Task input:
┌──

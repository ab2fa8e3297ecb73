//! Cancellable periodic sweep tasks for the TTL stores.

use std::time::Duration;
use tokio::sync::watch;
use tokio::task::JoinHandle;

/// Handle to a background sweep loop. The loop runs until `shutdown` is
/// called; sweeps only log, they never propagate failures.
pub struct SweeperHandle {
    name: &'static str,
    shutdown: watch::Sender<bool>,
    task: JoinHandle<()>,
}

impl SweeperHandle {
    /// Spawn a sweep loop that calls `sweep` every `period` and logs how
    /// many entries it removed.
    pub fn spawn<F>(name: &'static str, period: Duration, sweep: F) -> Self
    where
        F: Fn() -> usize + Send + 'static,
    {
        let (shutdown, mut rx) = watch::channel(false);
        let task = tokio::spawn(async move {
            let mut ticker = tokio::time::interval(period);
            ticker.set_missed_tick_behavior(tokio::time::MissedTickBehavior::Delay);
            // The first tick fires immediately; skip it so a sweep never
            // races store construction.
            ticker.tick().await;

            loop {
                tokio::select! {
                    _ = ticker.tick() => {
                        let removed = sweep();
                        if removed > 0 {
                            tracing::info!(sweeper = name, removed, "sweep removed expired entries");
                        }
                    }
                    _ = rx.changed() => break,
                }
            }
            tracing::debug!(sweeper = name, "sweep task stopped");
        });

        tracing::info!(sweeper = name, period_secs = period.as_secs(), "sweep task started");
        Self {
            name,
            shutdown,
            task,
        }
    }

    /// Signal the loop to stop and wait for it to finish.
    pub async fn shutdown(self) {
        let _ = self.shutdown.send(true);
        if let Err(err) = self.task.await {
            tracing::warn!(sweeper = self.name, %err, "sweep task did not stop cleanly");
        }
    }
}

#[cfg(test)]
#[path = "sweeper_tests.rs"]
mod tests;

└──

Problem:
Above are the records; from them, give again exactly the lines from the one containing "the TTL stores." through the one containing "and logs how", both included.

Written solution:
//! Cancellable periodic sweep tasks for the TTL stores.

use std::time::Duration;
use tokio::sync::watch;
use tokio::task::JoinHandle;

/// Handle to a background sweep loop. The loop runs until `shutdown` is
/// called; sweeps only log, they never propagate failures.
pub struct SweeperHandle {
    name: &'static str,
    shutdown: watch::Sender<bool>,
    task: JoinHandle<()>,
}

impl SweeperHandle {
    /// Spawn a sweep loop that calls `sweep` every `period` and logs how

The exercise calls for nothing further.